(What you need to do):
Please copy the data shown below, word for word.

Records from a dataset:
//! Scanner configuration and state types.

use alloy_primitives::{Address, B256};
use serde::{Deserialize, Serialize};

use crate::checkpoint::DEFAULT_INITIAL_OFFSET;
use crate::decoder::{CTF_EXCHANGE, NEG_RISK_EXCHANGE, ORDER_FILLED_TOPIC};
use crate::error::IndexerError;

/// Configuration for a scanner instance.
#[derive(Debug, Clone, PartialEq, Serialize, Deserialize)]
pub struct ScannerConfig {
    /// Exchange contracts whose `OrderFilled` logs are ingested.
    pub exchanges: Vec<Address>,
    /// Event signature hash to filter on.
    pub topic0: B256,
    /// Maximum blocks per `eth_getLogs` call.
    pub batch_size: u64,
    /// Blocks behind the head a fresh store starts from.
    pub initial_offset: u64,
    /// Head polling interval in continuous mode (milliseconds). Polygon
    /// produces a block roughly every 2s; 12s amortises the RPC cost.
    pub poll_interval_ms: u64,
    /// Pause before retrying a failed batch (milliseconds).
    pub retry_delay_ms: u64,
    /// Bounded mode gives up after this many consecutive failures of one batch.
    pub max_batch_retries: u32,
}

impl Default for ScannerConfig {
    fn default() -> Self {
        Self {
            exchanges: vec![CTF_EXCHANGE, NEG_RISK_EXCHANGE],
            topic0: ORDER_FILLED_TOPIC,
            batch_size: 1000,
            initial_offset: DEFAULT_INITIAL_OFFSET,
            poll_interval_ms: 12_000,
            retry_delay_ms: 5_000,
            max_batch_retries: 3,
        }
    }
}

impl ScannerConfig {
    /// Reject configurations that cannot scan at all.
    pub fn validate(&self) -> Result<(), IndexerError> {
        if self.batch_size == 0 {
            return Err(IndexerError::Config("batch_size must be at least 1".into()));
        }
        if self.exchanges.is_empty() {
            return Err(IndexerError::Config("no exchange addresses configured".into()));
        }
        if self.poll_interval_ms == 0 {
            return Err(IndexerError::Config("poll_interval_ms must be positive".into()));
        }
        Ok(())
    }
}

/// Runtime state of the scanner.
#[derive(Debug, Clone, Copy, PartialEq, Eq, Serialize, Deserialize)]
pub enum ScannerState {
    /// Not yet started.
    Idle,
    /// Fetching, decoding and storing one block range.
    ScanningBatch,
    /// The last batch was stored and the checkpoint advanced.
    Committed,
    /// The last batch failed; the same range will be retried.
    BatchFailed,
    /// Caught up; waiting for the chain head to move.
    WaitingForNewBlocks,
    /// Terminated (target reached, cancelled, or retries exhausted).
    Stopped,
}

impl std::fmt::Display for ScannerState {
    fn fmt(&self, f: &mut std::fmt::Formatter<'_>) -> std::fmt::Result {
        match self {
            Self::Idle => write!(f, "idle"),
            Self::ScanningBatch => write!(f, "scanning-batch"),
            Self::Committed => write!(f, "committed"),
            Self::BatchFailed => write!(f, "batch-failed"),
            Self::WaitingForNewBlocks => write!(f, "waiting-for-new-blocks"),
            Self::Stopped => write!(f, "stopped"),
        }
    }
}

#[cfg(test)]
mod tests {
    use super::*;

    #[test]
    fn default_config_is_valid() {
        let cfg = ScannerConfig::default();
        cfg.validate().unwrap();
        assert_eq!(cfg.exchanges.len(), 2);
        assert_eq!(cfg.initial_offset, 1000);
    }

    #[test]
    fn zero_batch_size_rejected() {
        let cfg = ScannerConfig {
            batch_size: 0,
            ..Default::default()
        };
        assert!(matches!(cfg.validate(), Err(IndexerError::Config(_))));
    }

    #[test]
    fn state_display() {
        assert_eq!(ScannerState::WaitingForNewBlocks.to_string(), "waiting-for-new-blocks");
        assert_eq!(ScannerState::BatchFailed.to_string(), "batch-failed");
    }
}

(Result):
//! Scanner configuration and state types.

use alloy_primitives::{Address, B256};
use serde::{Deserialize, Serialize};

use crate::checkpoint::DEFAULT_INITIAL_OFFSET;
use crate::decoder::{CTF_EXCHANGE, NEG_RISK_EXCHANGE, ORDER_FILLED_TOPIC};
use crate::error::IndexerError;

/// Configuration for a scanner instance.
#[derive(Debug, Clone, PartialEq, Serialize, Deserialize)]
pub struct ScannerConfig {
    /// Exchange contracts whose `OrderFilled` logs are ingested.
    pub exchanges: Vec<Address>,
    /// Event signature hash to filter on.
    pub topic0: B256,
    /// Maximum blocks per `eth_getLogs` call.
    pub batch_size: u64,
    /// Blocks behind the head a fresh store starts from.
    pub initial_offset: u64,
    /// Head polling interval in continuous mode (milliseconds). Polygon
    /// produces a block roughly every 2s; 12s amortises the RPC cost.
    pub poll_interval_ms: u64,
    /// Pause before retrying a failed batch (milliseconds).
    pub retry_delay_ms: u64,
    /// Bounded mode gives up after this many consecutive failures of one batch.
    pub max_batch_retries: u32,
}

impl Default for ScannerConfig {
    fn default() -> Self {
        Self {
            exchanges: vec![CTF_EXCHANGE, NEG_RISK_EXCHANGE],
            topic0: ORDER_FILLED_TOPIC,
            batch_size: 1000,
            initial_offset: DEFAULT_INITIAL_OFFSET,
            poll_interval_ms: 12_000,
            retry_delay_ms: 5_000,
            max_batch_retries: 3,
        }
    }
}

impl ScannerConfig {
    /// Reject configurations that cannot scan at all.
    pub fn validate(&self) -> Result<(), IndexerError> {
        if self.batch_size == 0 {
            return Err(IndexerError::Config("batch_size must be at least 1".into()));
        }
        if self.exchanges.is_empty() {
            return Err(IndexerError::Config("no exchange addresses configured".into()));
        }
        if self.poll_interval_ms == 0 {
            return Err(IndexerError::Config("poll_interval_ms must be positive".into()));
        }
        Ok(())
    }
}

/// Runtime state of the scanner.
#[derive(Debug, Clone, Copy, PartialEq, Eq, Serialize, Deserialize)]
pub enum ScannerState {
    /// Not yet started.
    Idle,
    /// Fetching, decoding and storing one block range.
    ScanningBatch,
    /// The last batch was stored and the checkpoint advanced.
    Committed,
    /// The last batch failed; the same range will be retried.
    BatchFailed,
    /// Caught up; waiting for the chain head to move.
    WaitingForNewBlocks,
    /// Terminated (target reached, cancelled, or retries exhausted).
    Stopped,
}

impl std::fmt::Display for ScannerState {
    fn fmt(&self, f: &mut std::fmt::Formatter<'_>) -> std::fmt::Result {
        match self {
            Self::Idle => write!(f, "idle"),
            Self::ScanningBatch => write!(f, "scanning-batch"),
            Self::Committed => write!(f, "committed"),
            Self::BatchFailed => write!(f, "batch-failed"),
            Self::WaitingForNewBlocks => write!(f, "waiting-for-new-blocks"),
            Self::Stopped => write!(f, "stopped"),
        }
    }
}

#[cfg(test)]
mod tests {
    use super::*;

    #[test]
    fn default_config_is_valid() {
        let cfg = ScannerConfig::default();
        cfg.validate().unwrap();
        assert_eq!(cfg.exchanges.len(), 2);
        assert_eq!(cfg.initial_offset, 1000);
    }

    #[test]
    fn zero_batch_size_rejected() {
        let cfg = ScannerConfig {
            batch_size: 0,
            ..Default::default()
        };
        assert!(matches!(cfg.validate(), Err(IndexerError::Config(_))));
    }

    #[test]
    fn state_display() {
        assert_eq!(ScannerState::WaitingForNewBlocks.to_string(), "waiting-for-new-blocks");
        assert_eq!(ScannerState::BatchFailed.to_string(), "batch-failed");
    }
}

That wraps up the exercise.